Task prompt
Find the number of lines below in which the word "reason" appears, and write that number only.

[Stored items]

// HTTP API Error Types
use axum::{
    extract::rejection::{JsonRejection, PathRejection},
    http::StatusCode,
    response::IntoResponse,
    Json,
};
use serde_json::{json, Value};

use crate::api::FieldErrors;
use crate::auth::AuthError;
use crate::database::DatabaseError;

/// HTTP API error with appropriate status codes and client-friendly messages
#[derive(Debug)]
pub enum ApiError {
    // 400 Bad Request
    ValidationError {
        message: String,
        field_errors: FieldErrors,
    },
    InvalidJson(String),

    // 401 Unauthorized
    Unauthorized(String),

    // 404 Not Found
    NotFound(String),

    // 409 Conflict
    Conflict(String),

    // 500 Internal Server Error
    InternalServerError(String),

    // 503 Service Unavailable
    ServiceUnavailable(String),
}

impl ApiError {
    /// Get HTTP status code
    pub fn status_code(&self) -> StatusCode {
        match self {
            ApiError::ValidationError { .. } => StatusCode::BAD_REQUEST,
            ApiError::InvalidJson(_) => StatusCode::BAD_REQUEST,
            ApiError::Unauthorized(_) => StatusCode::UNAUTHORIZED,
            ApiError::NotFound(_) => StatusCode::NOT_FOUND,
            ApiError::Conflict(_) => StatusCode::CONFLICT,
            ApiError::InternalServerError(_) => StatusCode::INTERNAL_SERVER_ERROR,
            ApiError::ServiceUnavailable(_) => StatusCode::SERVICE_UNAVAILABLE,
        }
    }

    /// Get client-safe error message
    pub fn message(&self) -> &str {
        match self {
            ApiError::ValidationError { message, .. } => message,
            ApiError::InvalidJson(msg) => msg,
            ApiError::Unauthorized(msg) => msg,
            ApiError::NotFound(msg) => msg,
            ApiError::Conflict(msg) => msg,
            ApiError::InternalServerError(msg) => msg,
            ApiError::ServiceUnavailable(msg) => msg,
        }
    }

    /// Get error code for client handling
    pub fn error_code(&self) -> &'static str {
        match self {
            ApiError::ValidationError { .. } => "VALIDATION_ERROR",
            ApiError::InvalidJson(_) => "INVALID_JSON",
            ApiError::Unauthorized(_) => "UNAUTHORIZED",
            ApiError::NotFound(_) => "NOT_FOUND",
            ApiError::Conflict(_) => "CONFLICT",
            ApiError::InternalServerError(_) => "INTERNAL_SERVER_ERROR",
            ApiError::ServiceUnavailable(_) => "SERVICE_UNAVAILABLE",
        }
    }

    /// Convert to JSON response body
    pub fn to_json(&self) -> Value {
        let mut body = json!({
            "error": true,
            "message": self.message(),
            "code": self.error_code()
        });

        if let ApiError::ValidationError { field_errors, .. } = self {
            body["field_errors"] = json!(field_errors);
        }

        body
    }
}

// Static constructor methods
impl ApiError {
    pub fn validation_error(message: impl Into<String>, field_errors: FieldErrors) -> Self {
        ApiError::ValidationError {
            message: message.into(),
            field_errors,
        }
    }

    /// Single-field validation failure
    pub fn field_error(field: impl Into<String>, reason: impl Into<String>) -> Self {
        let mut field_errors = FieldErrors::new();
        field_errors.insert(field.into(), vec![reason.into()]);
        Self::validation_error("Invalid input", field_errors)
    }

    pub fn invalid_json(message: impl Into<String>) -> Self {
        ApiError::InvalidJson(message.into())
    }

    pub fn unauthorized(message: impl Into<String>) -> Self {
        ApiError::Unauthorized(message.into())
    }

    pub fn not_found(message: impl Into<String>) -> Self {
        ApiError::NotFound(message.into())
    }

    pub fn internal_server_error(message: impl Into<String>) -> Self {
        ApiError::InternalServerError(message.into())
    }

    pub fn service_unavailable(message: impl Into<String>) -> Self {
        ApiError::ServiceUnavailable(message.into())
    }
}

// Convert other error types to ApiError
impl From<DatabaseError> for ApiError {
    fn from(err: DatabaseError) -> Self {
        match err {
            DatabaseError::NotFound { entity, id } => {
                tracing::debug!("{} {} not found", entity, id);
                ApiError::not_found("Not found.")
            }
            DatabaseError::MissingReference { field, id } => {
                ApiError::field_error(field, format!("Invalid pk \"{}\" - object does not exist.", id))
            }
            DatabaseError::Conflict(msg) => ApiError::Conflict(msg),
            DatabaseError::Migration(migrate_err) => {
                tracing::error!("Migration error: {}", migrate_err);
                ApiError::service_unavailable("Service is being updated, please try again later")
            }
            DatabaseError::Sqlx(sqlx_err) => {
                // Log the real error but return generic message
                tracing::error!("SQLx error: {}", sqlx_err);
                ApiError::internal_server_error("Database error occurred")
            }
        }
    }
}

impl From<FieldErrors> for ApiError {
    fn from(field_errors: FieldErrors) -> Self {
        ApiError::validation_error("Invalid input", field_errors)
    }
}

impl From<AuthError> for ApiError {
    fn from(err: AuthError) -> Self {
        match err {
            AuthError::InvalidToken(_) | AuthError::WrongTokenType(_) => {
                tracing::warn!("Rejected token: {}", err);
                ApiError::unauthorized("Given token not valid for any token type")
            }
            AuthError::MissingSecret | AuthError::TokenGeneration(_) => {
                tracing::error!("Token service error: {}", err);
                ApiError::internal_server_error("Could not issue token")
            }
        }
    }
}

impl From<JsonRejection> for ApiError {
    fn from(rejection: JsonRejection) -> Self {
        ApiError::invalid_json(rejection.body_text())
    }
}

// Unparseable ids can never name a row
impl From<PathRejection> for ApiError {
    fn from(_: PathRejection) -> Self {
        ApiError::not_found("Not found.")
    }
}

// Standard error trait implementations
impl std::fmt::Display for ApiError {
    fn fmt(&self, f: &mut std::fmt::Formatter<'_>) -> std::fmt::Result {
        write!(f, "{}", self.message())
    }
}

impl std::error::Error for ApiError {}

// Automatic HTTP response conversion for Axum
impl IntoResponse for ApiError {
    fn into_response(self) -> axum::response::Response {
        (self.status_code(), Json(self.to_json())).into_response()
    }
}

Result for this task
2